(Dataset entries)
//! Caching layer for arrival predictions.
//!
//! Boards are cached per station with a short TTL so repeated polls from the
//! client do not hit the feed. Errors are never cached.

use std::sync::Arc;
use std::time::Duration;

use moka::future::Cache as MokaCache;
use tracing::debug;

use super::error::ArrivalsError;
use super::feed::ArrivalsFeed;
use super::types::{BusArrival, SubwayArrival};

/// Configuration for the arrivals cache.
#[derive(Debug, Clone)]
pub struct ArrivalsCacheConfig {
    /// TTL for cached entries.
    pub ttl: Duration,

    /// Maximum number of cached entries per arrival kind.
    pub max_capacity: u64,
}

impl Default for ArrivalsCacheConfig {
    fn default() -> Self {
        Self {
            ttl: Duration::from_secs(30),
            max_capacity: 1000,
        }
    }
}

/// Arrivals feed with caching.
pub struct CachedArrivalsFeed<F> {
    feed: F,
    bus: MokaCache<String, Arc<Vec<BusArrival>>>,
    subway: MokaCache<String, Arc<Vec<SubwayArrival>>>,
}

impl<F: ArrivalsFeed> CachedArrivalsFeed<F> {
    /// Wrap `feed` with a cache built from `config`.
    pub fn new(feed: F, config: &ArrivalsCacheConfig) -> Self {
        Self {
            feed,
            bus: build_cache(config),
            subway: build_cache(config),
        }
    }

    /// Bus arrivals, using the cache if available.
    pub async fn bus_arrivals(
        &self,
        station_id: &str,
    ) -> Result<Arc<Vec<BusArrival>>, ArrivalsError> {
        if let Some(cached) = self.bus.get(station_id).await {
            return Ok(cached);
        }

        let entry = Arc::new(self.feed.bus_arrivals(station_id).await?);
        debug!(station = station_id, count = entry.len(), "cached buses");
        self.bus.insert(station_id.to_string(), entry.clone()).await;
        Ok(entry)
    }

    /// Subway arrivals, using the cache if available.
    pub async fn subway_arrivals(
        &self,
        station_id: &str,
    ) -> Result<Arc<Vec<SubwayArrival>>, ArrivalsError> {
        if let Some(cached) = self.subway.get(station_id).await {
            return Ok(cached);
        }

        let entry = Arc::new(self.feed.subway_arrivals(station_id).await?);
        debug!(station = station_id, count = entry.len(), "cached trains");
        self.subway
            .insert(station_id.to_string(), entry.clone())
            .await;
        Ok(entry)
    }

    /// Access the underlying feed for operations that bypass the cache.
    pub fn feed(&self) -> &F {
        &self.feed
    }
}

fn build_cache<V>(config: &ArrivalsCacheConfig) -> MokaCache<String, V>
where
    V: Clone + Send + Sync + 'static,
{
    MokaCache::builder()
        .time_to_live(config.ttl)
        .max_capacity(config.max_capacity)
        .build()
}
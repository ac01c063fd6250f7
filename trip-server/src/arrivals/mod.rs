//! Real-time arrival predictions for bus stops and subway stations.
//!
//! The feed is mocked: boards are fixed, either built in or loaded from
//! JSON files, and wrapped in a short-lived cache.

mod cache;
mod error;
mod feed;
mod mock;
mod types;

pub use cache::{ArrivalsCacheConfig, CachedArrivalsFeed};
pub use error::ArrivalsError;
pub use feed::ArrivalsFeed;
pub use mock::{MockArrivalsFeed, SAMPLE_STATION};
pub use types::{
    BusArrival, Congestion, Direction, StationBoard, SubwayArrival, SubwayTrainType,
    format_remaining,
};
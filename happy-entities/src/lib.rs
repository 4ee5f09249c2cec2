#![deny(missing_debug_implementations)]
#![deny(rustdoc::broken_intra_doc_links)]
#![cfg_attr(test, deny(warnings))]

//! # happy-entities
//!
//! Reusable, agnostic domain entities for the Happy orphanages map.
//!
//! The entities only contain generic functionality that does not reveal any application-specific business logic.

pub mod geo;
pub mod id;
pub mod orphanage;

▶ WHAT IS BEING ASKED:
Please return every line from the first one in the records above down to the line containing "if let Some(cached) = self.bus.get(station_id).await", including both, exactly as written and nothing more.

▶ ANSWER SPACE:
//! Caching layer for arrival predictions.
//!
//! Boards are cached per station with a short TTL so repeated polls from the
//! client do not hit the feed. Errors are never cached.

use std::sync::Arc;
use std::time::Duration;

use moka::future::Cache as MokaCache;
use tracing::debug;

use super::error::ArrivalsError;
use super::feed::ArrivalsFeed;
use super::types::{BusArrival, SubwayArrival};

/// Configuration for the arrivals cache.
#[derive(Debug, Clone)]
pub struct ArrivalsCacheConfig {
    /// TTL for cached entries.
    pub ttl: Duration,

    /// Maximum number of cached entries per arrival kind.
    pub max_capacity: u64,
}

impl Default for ArrivalsCacheConfig {
    fn default() -> Self {
        Self {
            ttl: Duration::from_secs(30),
            max_capacity: 1000,
        }
    }
}

/// Arrivals feed with caching.
pub struct CachedArrivalsFeed<F> {
    feed: F,
    bus: MokaCache<String, Arc<Vec<BusArrival>>>,
    subway: MokaCache<String, Arc<Vec<SubwayArrival>>>,
}

impl<F: ArrivalsFeed> CachedArrivalsFeed<F> {
    /// Wrap `feed` with a cache built from `config`.
    pub fn new(feed: F, config: &ArrivalsCacheConfig) -> Self {
        Self {
            feed,
            bus: build_cache(config),
            subway: build_cache(config),
        }
    }

    /// Bus arrivals, using the cache if available.
    pub async fn bus_arrivals(
        &self,
        station_id: &str,
    ) -> Result<Arc<Vec<BusArrival>>, ArrivalsError> {
        if let Some(cached) = self.bus.get(station_id).await {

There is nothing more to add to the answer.